PhysReason: A Comprehensive Benchmark towards Physics-Based Reasoning

Xinyu Zhang, Yuxuan Dong, Yanrui Wu, Jiaxing Huang, Chengyou Jia, Basura Fernando, Mike Zheng Shou, Lingling Zhang, Jun Liu


Abstract
Large language models demonstrate remarkable capabilities across various domains, especially mathematics and logic reasoning. However, current evaluations overlook physics-based reasoning - a complex task requiring physics theorems and constraints. We present PhysReason, a 1,200-problem benchmark comprising knowledge-based (25%) and reasoning-based (75%) problems, where the latter are divided into three difficulty levels (easy, medium, hard). Notably, problems require an average of 8.1 solution steps, with hard requiring 15.6, reflecting the complexity of physics-based reasoning. We propose the Physics Solution Auto Scoring Framework, incorporating efficient answer-level and comprehensive step-level evaluations. Top-performing models like Deepseek-R1, Gemini-2.0-Flash-Thinking, and o3-mini-high achieve less than 60% on answer-level evaluation, with performance dropping from knowledge questions (75.11%) to hard problems (31.95%). Through step-level evaluation, we identified four key bottlenecks: Physics Theorem Application, Physics Process Understanding, Calculation, and Physics Condition Analysis. These findings position PhysReason as a novel and comprehensive benchmark for evaluating physics-based reasoning capabilities in large language models.
Anthology ID:
2025.acl-long.811
Volume:
Proceedings of the 63rd Annual Meeting of the Association for Computational Linguistics (Volume 1: Long Papers)
Month:
July
Year:
2025
Address:
Vienna, Austria
Editors:
Wanxiang Che, Joyce Nabende, Ekaterina Shutova, Mohammad Taher Pilehvar
Venue:
ACL
SIG:
Publisher:
Association for Computational Linguistics
Note:
Pages:
16593–16615
Language:
URL:
https://preview.aclanthology.org/ingestion-acl-25/2025.acl-long.811/
DOI:
Bibkey:
Cite (ACL):
Xinyu Zhang, Yuxuan Dong, Yanrui Wu, Jiaxing Huang, Chengyou Jia, Basura Fernando, Mike Zheng Shou, Lingling Zhang, and Jun Liu. 2025. PhysReason: A Comprehensive Benchmark towards Physics-Based Reasoning.
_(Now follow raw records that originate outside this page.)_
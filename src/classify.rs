//! Column classification for raw source batches.
//!
//! A batch is split into exactly one date column, numeric columns and
//! categorical columns. Classification drives which columns a caller may
//! declare as metrics when merging a source.
//!
//! ## Rules
//!
//! - The first column (in the first row's order) whose lowercase name
//!   contains `date` is the date column. At most one is picked.
//! - Every other column is evaluated once over all rows. Blank cells are
//!   rewritten to `"0"` in place before testing, so that downstream numeric
//!   coercion sees an explicit zero.
//! - A column is numeric when each value, with `.` removed, is a run of
//!   digits. A single disqualifying value makes it categorical.

use log::debug;
use serde::Serialize;

use crate::{
    data::{Cell, RawRow, is_digit_token},
    error::{MergeError, MergeResult},
};

pub const DATE_COLUMN_TOKEN: &str = "date";

#[derive(Debug, Clone, Default, PartialEq, Eq, Serialize)]
pub struct ColumnClassification {
    pub numeric_columns: Vec<String>,
    pub date_column: Option<String>,
    pub categorical_columns: Vec<String>,
}

impl ColumnClassification {
    pub fn require_date_column(&self) -> MergeResult<&str> {
        self.date_column.as_deref().ok_or_else(|| {
            MergeError::malformed(
                "'date' column not found. Add 'date' heading and use date format 'yyyy-mm-dd' in the values",
            )
        })
    }

    pub fn is_numeric(&self, column: &str) -> bool {
        self.numeric_columns.iter().any(|c| c == column)
    }

    pub fn is_categorical(&self, column: &str) -> bool {
        self.categorical_columns.iter().any(|c| c == column)
    }

    /// Every classified column, date column first.
    pub fn all_columns(&self) -> impl Iterator<Item = &str> {
        self.date_column
            .iter()
            .chain(self.numeric_columns.iter())
            .chain(self.categorical_columns.iter())
            .map(String::as_str)
    }
}

pub fn find_date_column<'a, I>(columns: I) -> Option<&'a str>
where
    I: IntoIterator<Item = &'a str>,
{
    columns
        .into_iter()
        .find(|name| name.to_lowercase().contains(DATE_COLUMN_TOKEN))
}

pub fn classify(rows: &mut [RawRow]) -> MergeResult<ColumnClassification> {
    let Some(first) = rows.first() else {
        return Err(MergeError::malformed(
            "source returned no rows; there are no columns to inspect",
        ));
    };
    if first.is_empty() {
        return Err(MergeError::malformed("source rows have no columns"));
    }

    let columns: Vec<String> = first.columns().map(str::to_string).collect();
    let date_column = find_date_column(columns.iter().map(String::as_str)).map(str::to_string);

    let mut classification = ColumnClassification {
        date_column: date_column.clone(),
        ..ColumnClassification::default()
    };

    for column in columns
        .iter()
        .filter(|c| Some(c.as_str()) != date_column.as_deref())
    {
        let mut numeric = true;
        for row in rows.iter_mut() {
            if row.get(column).is_none_or(Cell::is_blank) {
                row.insert(column.as_str(), "0");
            }
            if numeric {
                let value = row.get(column).map(|c| c.as_display()).unwrap_or_default();
                numeric = is_digit_token(&value);
            }
        }
        if numeric {
            classification.numeric_columns.push(column.clone());
        } else {
            classification.categorical_columns.push(column.clone());
        }
    }

    debug!(
        "Classified {} row(s): date={:?}, numeric={:?}, categorical={:?}",
        rows.len(),
        classification.date_column,
        classification.numeric_columns,
        classification.categorical_columns
    );
    Ok(classification)
}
In Proceedings of the 63rd Annual Meeting of the Association for Computational Linguistics (Volume 1: Long Papers), pages 16593–16615, Vienna, Austria. Association for Computational Linguistics.
Cite (Informal):
PhysReason: A Comprehensive Benchmark towards Physics-Based Reasoning (Zhang et al., ACL 2025)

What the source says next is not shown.